● Task details
Search the listing below for the string "Parser" and copy every line where it occurs.

● Excerpted data
---*---

use link_predictor::persistence::load_document;
use link_predictor::{
    load_csv_dir, CancellationToken, Dataset, FrameAnalyzer, FrameIntersection, LinkError, LlmValidator,
    PgIntersection, PredictedLink, Predictor, PredictorConfig,
};

use anyhow::{Context, Result};
use clap::{Parser, Subcommand};
use std::path::{Path, PathBuf};
use std::sync::Arc;
use tracing::{info, warn};
use tracing_subscriber::EnvFilter;

#[derive(Parser)]
#[command(name = "link-predictor")]
#[command(about = "Discover primary/foreign key relationships between datasets")]
#[command(version)]
struct Args {
    /// JSON config file (LINK_* environment variables override it)
    #[arg(long, global = true)]
    config: Option<PathBuf>,

    #[command(subcommand)]
    command: Commands,
}

#[derive(Subcommand)]
enum Commands {
    /// Profile every CSV in a directory and predict links between them
    Predict {
        /// Directory of CSV files; each file is one dataset named after its stem
        #[arg(short, long, default_value = "data")]
        data_dir: PathBuf,

        /// Where to write the links (reused on the next run unless --force)
        #[arg(short, long, default_value = "links.json")]
        output: PathBuf,

        /// Recompute every pair even if results exist
        #[arg(long)]
        force: bool,

        /// Ignore date & time columns
        #[arg(long)]
        remove_datetime: bool,

        /// Confirm candidates with an OpenAI-compatible model (OPENAI_API_KEY)
        #[arg(long)]
        validate_with_llm: bool,
    },
    /// Predict links over PostgreSQL tables from precomputed dataset profiles
    PredictPostgres {
        /// JSON array of profiled datasets
        #[arg(short, long)]
        profiles: PathBuf,

        /// Connection string (or set DATABASE_URL)
        #[arg(long)]
        database_url: Option<String>,

        /// Map a dataset to a table, as dataset=schema.table (repeatable)
        #[arg(long = "table")]
        tables: Vec<String>,

        #[arg(short, long, default_value = "links.json")]
        output: PathBuf,

        #[arg(long)]
        force: bool,

        #[arg(long)]
        validate_with_llm: bool,
    },
    /// Print links saved by a previous run
    Show {
        #[arg(short, long, default_value = "links.json")]
        input: PathBuf,

        /// Only links touching this dataset
        #[arg(long)]
        dataset: Option<String>,
    },
}

#[tokio::main]
async fn main() -> Result<()> {
    dotenv::dotenv().ok();

    tracing_subscriber::fmt()
        .with_env_filter(EnvFilter::try_from_default_env().unwrap_or_else(|_| EnvFilter::new("info")))
        .init();

    let args = Args::parse();
    let config = load_config(args.config.as_deref())?;

    match args.command {
        Commands::Predict {
            data_dir,
            output,
            force,
            remove_datetime,
            validate_with_llm,
        } => {
            let config = PredictorConfig {
                remove_datetime_candidates: config.remove_datetime_candidates || remove_datetime,
                ..config
            };
            run_predict(data_dir, output, force, validate_with_llm, config).await
        }
        Commands::PredictPostgres {
            profiles,
            database_url,
            tables,
            output,
            force,
            validate_with_llm,
        } => {
            run_predict_postgres(profiles, database_url, tables, output, force, validate_with_llm, config).await
        }
        Commands::Show { input, dataset } => show_links(&input, dataset.as_deref(), config.cardinality_threshold),
    }
}

fn load_config(path: Option<&Path>) -> Result<PredictorConfig> {
    let config = match path {
        Some(path) => PredictorConfig::from_file(path)
            .with_context(|| format!("Failed to load config {}", path.display()))?,
        None => PredictorConfig::default(),
    };
    let config = config
        .with_env_overrides()
        .map_err(|e| anyhow::anyhow!("Invalid LINK_* environment: {}", e))?;
    Ok(config)
}

async fn run_predict(
    data_dir: PathBuf,
    output: PathBuf,
    force: bool,
    validate_with_llm: bool,
    config: PredictorConfig,
) -> Result<()> {
    info!("Loading CSV files from {:?}", data_dir);
    let frames = load_csv_dir(&data_dir)
        .map_err(|e| anyhow::anyhow!("Failed to load {}: {}", data_dir.display(), e))?;

    let datasets: Vec<Dataset> = frames.iter().map(|(name, _)| Dataset::unanalyzed(name.clone())).collect();
    let analyzer = FrameAnalyzer::from_frames(frames.iter().map(|(n, df)| (n.clone(), df.clone())));
    let provider = FrameIntersection::from_frames(frames);

    let predictor = Predictor::new(datasets, Arc::new(provider), config)?.with_analyzer(Arc::new(analyzer));
    run_and_save(predictor, &output, force, validate_with_llm).await
}

async fn run_predict_postgres(
    profiles: PathBuf,
    database_url: Option<String>,
    tables: Vec<String>,
    output: PathBuf,
    force: bool,
    validate_with_llm: bool,
    config: PredictorConfig,
) -> Result<()> {
    let content = std::fs::read_to_string(&profiles)
        .with_context(|| format!("Failed to read {}", profiles.display()))?;
    let datasets: Vec<Dataset> = serde_json::from_str(&content)
        .with_context(|| format!("Failed to parse dataset profiles in {}", profiles.display()))?;

    let database_url = database_url
        .or_else(|| std::env::var("DATABASE_URL").ok())
        .ok_or_else(|| anyhow::anyhow!("No database URL: pass --database-url or set DATABASE_URL"))?;

    let max_connections = u32::try_from(config.max_concurrency).unwrap_or(u32::MAX).max(1);
    let mut provider = PgIntersection::connect(&database_url, max_connections)
        .await
        .map_err(|e| anyhow::anyhow!("Failed to connect to database: {}", e))?;
    for mapping in &tables {
        let (dataset, table) = mapping
            .split_once('=')
            .ok_or_else(|| anyhow::anyhow!("--table expects dataset=table, got {:?}", mapping))?;
        provider = provider.with_table(dataset.trim(), table.trim());
    }

    let predictor = Predictor::new(datasets, Arc::new(provider), config)?;
    run_and_save(predictor, &output, force, validate_with_llm).await
}

async fn run_and_save(mut predictor: Predictor, output: &Path, force: bool, validate_with_llm: bool) -> Result<()> {
    if validate_with_llm {
        let validator = LlmValidator::from_env().map_err(|e| anyhow::anyhow!("{}", e))?;
        predictor = predictor.with_validator(Arc::new(validator));
    }

    if !force && output.exists() {
        let reused = predictor
            .load(output)
            .with_context(|| format!("Failed to read previous links from {}", output.display()))?;
        info!("Reusing {} previously computed link(s) from {:?}", reused, output);
    }

    let token = CancellationToken::new();
    let ctrl_c = token.clone();
    tokio::spawn(async move {
        if tokio::signal::ctrl_c().await.is_ok() {
            warn!("Interrupted, finishing with the pairs completed so far");
            ctrl_c.cancel();
        }
    });

    let outcome = predictor.predict_with_cancel(force, token).await;
    match &outcome {
        Ok(_) => {}
        Err(e @ LinkError::Cancelled { .. }) | Err(e @ LinkError::PrerequisiteMissing { .. }) => {
            warn!("{}; saving partial results", e);
        }
        Err(e) => return Err(anyhow::anyhow!("Link prediction failed: {}", e)),
    }

    predictor.save(output)?;
    print_links(&predictor.links(), predictor.config().cardinality_threshold);
    println!("\n Saved to {}", output.display());

    outcome.map(|_| ()).map_err(|e| anyhow::anyhow!("{}", e))
}

fn show_links(input: &Path, dataset: Option<&str>, cardinality_threshold: f64) -> Result<()> {
    let document = load_document(input).with_context(|| format!("Failed to read {}", input.display()))?;
    println!(" Generated at: {}", document.generated_at);

    let links: Vec<PredictedLink> = document
        .into_links()
        .into_iter()
        .filter(|l| dataset.map(|d| l.involves(d)).unwrap_or(true))
        .collect();
    print_links(&links, cardinality_threshold);
    Ok(())
}

fn print_links(links: &[PredictedLink], cardinality_threshold: f64) {
    println!("\n{}", "=".repeat(80));
    println!(" {} RELATIONSHIP(S)", links.len());
    println!("{}", "=".repeat(80));
    for link in links {
        let rel = link.relationship_with(cardinality_threshold);
        println!(
            " {:<40} {:<14} -> {:<40} accuracy {:.2}{}{}",
            rel.source.field_id(),
            rel.kind.to_string(),
            rel.target.field_id(),
            link.accuracy,
            if link.is_composite() { " (composite key)" } else { "" },
            if link.low_confidence { " (low confidence)" } else { "" }
        );
    }
}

---*---

● Answer below
use clap::{Parser, Subcommand};
#[derive(Parser)]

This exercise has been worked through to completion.